Effect of three-body forces on the phase behavior of charged colloids

Abstract

Statistical-thermodynamic theory for predicting the phase behavior of a colloidal solution requires the pair interaction potential between colloidal particles in solution. In practice, it is necessary to assume pairwise additivity for the potential of mean force between colloidal particles, but little is known concerning the validity of this assumption. This paper concerns interaction between small charged colloids, such as surfactant micelles or globular proteins, in electrolyte solutions and the multibody effect on phase behavior. Monte Carlo simulations for isolated colloidal triplets in equilateral configurations show that, while the three-body force is repulsive when the three particles are near contact, it becomes short-ranged attractive at further separations, contrary to a previous study where the triplet force is attractive at all separations. The three-body force arises mainly from hard-sphere collisions between colloids and small ions; it is most significant in solutions of monovalent salt at low concentration where charged colloids experience strong electrostatic interactions.
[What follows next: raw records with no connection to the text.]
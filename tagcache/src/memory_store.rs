//! In-process store.

use crate::clock::{Clock, SystemClock};
use crate::error::{CacheError, CacheResult};
use crate::keys::glob_match;
use crate::store::{BatchOp, Store, StoreBatch};
use async_trait::async_trait;
use chrono::{DateTime, Duration as ChronoDuration, Utc};
use futures::stream::{self, BoxStream, StreamExt};
use std::collections::{HashMap, HashSet};
use std::sync::Arc;
use std::time::Duration;
use tokio::sync::{RwLock, broadcast};
use tracing::debug;

const EXPIRY_CHANNEL_CAPACITY: usize = 1024;

#[derive(Debug, Clone)]
enum Value {
    String(Vec<u8>),
    Set(HashSet<String>),
    SortedSet(HashMap<String, i64>),
}

impl Value {
    fn type_name(&self) -> &'static str {
        match self {
            Value::String(_) => "string",
            Value::Set(_) => "set",
            Value::SortedSet(_) => "zset",
        }
    }
}

#[derive(Debug, Clone)]
struct Entry {
    value: Value,
    expires_at: Option<DateTime<Utc>>,
}

type Data = HashMap<String, Entry>;

/// A store held in process memory.
///
/// Keys carry an optional time-to-live measured against the injected
/// [`Clock`]. Elapsed keys read as absent straight away but are only dropped,
/// and announced on the expiry stream, by [`purge_expired`](Self::purge_expired),
/// mirroring how a server reports natively expired keys.
pub struct InMemoryStore {
    data: Arc<RwLock<Data>>,
    clock: Arc<dyn Clock>,
    expired: broadcast::Sender<String>,
    identity: String,
}

impl InMemoryStore {
    /// Create an empty store on the system clock.
    pub fn new() -> Self {
        Self::with_clock(Arc::new(SystemClock))
    }

    /// Create an empty store on the given clock.
    pub fn with_clock(clock: Arc<dyn Clock>) -> Self {
        let (expired, _) = broadcast::channel(EXPIRY_CHANNEL_CAPACITY);
        Self {
            data: Arc::new(RwLock::new(HashMap::new())),
            clock,
            expired,
            identity: "memory".to_string(),
        }
    }

    /// Override the identity reported to the expiry handler registry.
    pub fn with_identity(mut self, identity: impl Into<String>) -> Self {
        self.identity = identity.into();
        self
    }

    /// Drop every key whose time-to-live has elapsed and publish it as expired.
    ///
    /// Returns the dropped keys.
    pub async fn purge_expired(&self) -> Vec<String> {
        let now = self.clock.now();
        let mut data = self.data.write().await;
        let mut purged: Vec<String> = data
            .iter()
            .filter(|(_, entry)| is_elapsed(entry, now))
            .map(|(key, _)| key.clone())
            .collect();
        purged.sort();

        for key in &purged {
            data.remove(key);
        }
        drop(data);

        for key in &purged {
            // No receivers just means nobody is listening.
            let _ = self.expired.send(key.clone());
        }

        if !purged.is_empty() {
            debug!(count = purged.len(), "Purged expired keys");
        }
        purged
    }

    /// Number of live keys.
    pub async fn len(&self) -> usize {
        let now = self.clock.now();
        self.data
            .read()
            .await
            .values()
            .filter(|entry| !is_elapsed(entry, now))
            .count()
    }

    /// Whether the store holds no live keys.
    pub async fn is_empty(&self) -> bool {
        self.len().await == 0
    }

    fn live<'a>(&self, data: &'a Data, key: &str) -> Option<&'a Entry> {
        let now = self.clock.now();
        data.get(key).filter(|entry| !is_elapsed(entry, now))
    }

    /// Mutable access to a live set-like entry, creating it with `init` when
    /// missing or elapsed.
    fn live_mut<'a>(&self, data: &'a mut Data, key: &str, init: fn() -> Value) -> &'a mut Entry {
        let now = self.clock.now();
        if data.get(key).is_some_and(|entry| is_elapsed(entry, now)) {
            data.remove(key);
        }
        data.entry(key.to_string()).or_insert_with(|| Entry {
            value: init(),
            expires_at: None,
        })
    }

    fn apply(&self, data: &mut Data, op: &BatchOp) -> CacheResult<()> {
        match op {
            BatchOp::DeleteKey(key) => {
                data.remove(key);
            }
            BatchOp::AddToSet { key, members } => {
                let entry = self.live_mut(data, key, || Value::Set(HashSet::new()));
                match &mut entry.value {
                    Value::Set(set) => set.extend(members.iter().cloned()),
                    other => return Err(wrong_type(key, other)),
                }
            }
            BatchOp::RemoveFromSet { key, members } => {
                let now = self.clock.now();
                let Some(entry) = data.get_mut(key).filter(|entry| !is_elapsed(entry, now)) else {
                    return Ok(());
                };
                match &mut entry.value {
                    Value::Set(set) => {
                        for member in members {
                            set.remove(member);
                        }
                        if set.is_empty() {
                            data.remove(key);
                        }
                    }
                    other => return Err(wrong_type(key, other)),
                }
            }
        }
        Ok(())
    }

    fn check(&self, data: &Data, op: &BatchOp) -> CacheResult<()> {
        let key = match op {
            BatchOp::DeleteKey(_) => return Ok(()),
            BatchOp::AddToSet { key, .. } | BatchOp::RemoveFromSet { key, .. } => key,
        };
        match self.live(data, key).map(|entry| &entry.value) {
            None | Some(Value::Set(_)) => Ok(()),
            Some(other) => Err(wrong_type(key, other)),
        }
    }
}

impl Default for InMemoryStore {
    fn default() -> Self {
        Self::new()
    }
}

fn is_elapsed(entry: &Entry, now: DateTime<Utc>) -> bool {
    entry.expires_at.is_some_and(|at| at <= now)
}

fn wrong_type(key: &str, found: &Value) -> CacheError {
    CacheError::Command(format!(
        "WRONGTYPE key '{}' holds a {} value",
        key,
        found.type_name()
    ))
}

#[async_trait]
impl Store for InMemoryStore {
    async fn get_string(&self, key: &str) -> CacheResult<Option<Vec<u8>>> {
        let data = self.data.read().await;
        match self.live(&data, key).map(|entry| &entry.value) {
            None => Ok(None),
            Some(Value::String(bytes)) => Ok(Some(bytes.clone())),
            Some(other) => Err(wrong_type(key, other)),
        }
    }

    async fn get_many(&self, keys: &[String]) -> CacheResult<Vec<Option<Vec<u8>>>> {
        let data = self.data.read().await;
        // MGET answers nil for keys of another type.
        Ok(keys
            .iter()
            .map(|key| match self.live(&data, key).map(|entry| &entry.value) {
                Some(Value::String(bytes)) => Some(bytes.clone()),
                _ => None,
            })
            .collect())
    }

    async fn set_string(
        &self,
        key: &str,
        value: Vec<u8>,
        ttl: Option<Duration>,
    ) -> CacheResult<bool> {
        let expires_at = match ttl {
            Some(ttl) => {
                let ttl = ChronoDuration::from_std(ttl)
                    .map_err(|e| CacheError::Command(format!("invalid TTL: {}", e)))?;
                Some(self.clock.now() + ttl)
            }
            None => None,
        };

        self.data.write().await.insert(
            key.to_string(),
            Entry {
                value: Value::String(value),
                expires_at,
            },
        );
        Ok(true)
    }

    async fn delete_keys(&self, keys: &[String]) -> CacheResult<u64> {
        let now = self.clock.now();
        let mut data = self.data.write().await;
        let mut removed = 0;
        for key in keys {
            if let Some(entry) = data.remove(key)
                && !is_elapsed(&entry, now)
            {
                removed += 1;
            }
        }
        Ok(removed)
    }

    async fn set_members(&self, set_key: &str) -> CacheResult<HashSet<String>> {
        let data = self.data.read().await;
        match self.live(&data, set_key).map(|entry| &entry.value) {
            None => Ok(HashSet::new()),
            Some(Value::Set(set)) => Ok(set.clone()),
            Some(other) => Err(wrong_type(set_key, other)),
        }
    }

    async fn add_to_set(&self, set_key: &str, members: &[String]) -> CacheResult<()> {
        self.execute_atomic(StoreBatch::new().add_to_set(set_key, members))
            .await
    }

    async fn remove_from_set(&self, set_key: &str, members: &[String]) -> CacheResult<()> {
        self.execute_atomic(StoreBatch::new().remove_from_set(set_key, members))
            .await
    }

    async fn sorted_set_add(&self, set_key: &str, member: &str, rank: i64) -> CacheResult<()> {
        let mut data = self.data.write().await;
        let entry = self.live_mut(&mut data, set_key, || Value::SortedSet(HashMap::new()));
        match &mut entry.value {
            Value::SortedSet(scores) => {
                scores.insert(member.to_string(), rank);
                Ok(())
            }
            other => Err(wrong_type(set_key, other)),
        }
    }

    async fn sorted_set_remove(&self, set_key: &str, members: &[String]) -> CacheResult<()> {
        let now = self.clock.now();
        let mut data = self.data.write().await;
        let Some(entry) = data.get_mut(set_key).filter(|entry| !is_elapsed(entry, now)) else {
            return Ok(());
        };
        match &mut entry.value {
            Value::SortedSet(scores) => {
                for member in members {
                    scores.remove(member);
                }
                if scores.is_empty() {
                    data.remove(set_key);
                }
                Ok(())
            }
            other => Err(wrong_type(set_key, other)),
        }
    }

    async fn sorted_set_range_by_score(
        &self,
        set_key: &str,
        max_rank: i64,
    ) -> CacheResult<Vec<String>> {
        let data = self.data.read().await;
        match self.live(&data, set_key).map(|entry| &entry.value) {
            None => Ok(Vec::new()),
            Some(Value::SortedSet(scores)) => {
                let mut hits: Vec<(i64, &String)> = scores
                    .iter()
                    .filter(|(_, rank)| **rank <= max_rank)
                    .map(|(member, rank)| (*rank, member))
                    .collect();
                hits.sort();
                Ok(hits.into_iter().map(|(_, member)| member.clone()).collect())
            }
            Some(other) => Err(wrong_type(set_key, other)),
        }
    }

    async fn key_exists(&self, key: &str) -> CacheResult<bool> {
        let data = self.data.read().await;
        Ok(self.live(&data, key).is_some())
    }

    fn scan_keys<'a>(&'a self, pattern: &str) -> BoxStream<'a, CacheResult<String>> {
        let pattern = pattern.to_string();
        stream::once(async move {
            let now = self.clock.now();
            let data = self.data.read().await;
            let keys: Vec<CacheResult<String>> = data
                .iter()
                .filter(|(key, entry)| !is_elapsed(entry, now) && glob_match(&pattern, key))
                .map(|(key, _)| Ok(key.clone()))
                .collect();
            stream::iter(keys)
        })
        .flatten()
        .boxed()
    }

    async fn execute_atomic(&self, batch: StoreBatch) -> CacheResult<()> {
        let mut data = self.data.write().await;
        for op in batch.ops() {
            self.check(&data, op)?;
        }
        for op in batch.ops() {
            self.apply(&mut data, op)?;
        }
        Ok(())
    }

    async fn subscribe_expired(&self) -> CacheResult<Option<BoxStream<'static, String>>> {
        let receiver = self.expired.subscribe();
        let keys = stream::unfold(receiver, |mut receiver| async move {
            loop {
                match receiver.recv().await {
                    Ok(key) => return Some((key, receiver)),
                    Err(broadcast::error::RecvError::Lagged(missed)) => {
                        debug!(missed, "Expiry subscriber lagged");
                    }
                    Err(broadcast::error::RecvError::Closed) => return None,
                }
            }
        });
        Ok(Some(keys.boxed()))
    }

    fn identity(&self) -> String {
        self.identity.clone()
    }

    async fn close(&self) -> CacheResult<()> {
        Ok(())
    }
}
To illustrate the effect of three-body forces on the phase behavior of charged colloids, we calculated the densities of coexisting phases using van der Waals-type theories for colloidal solutions and for crystals. For the conditions investigated in this work, even though the magnitude of the three-body force may be as large as 10% of the total force at small separations, three-body forces do not have a major effect on the densities of binary coexisting phases. However, coexisting densities calculated using Derjaguin–Landau–Verwey–Overbeek theory are much different from those calculated using our simulated potential of mean force.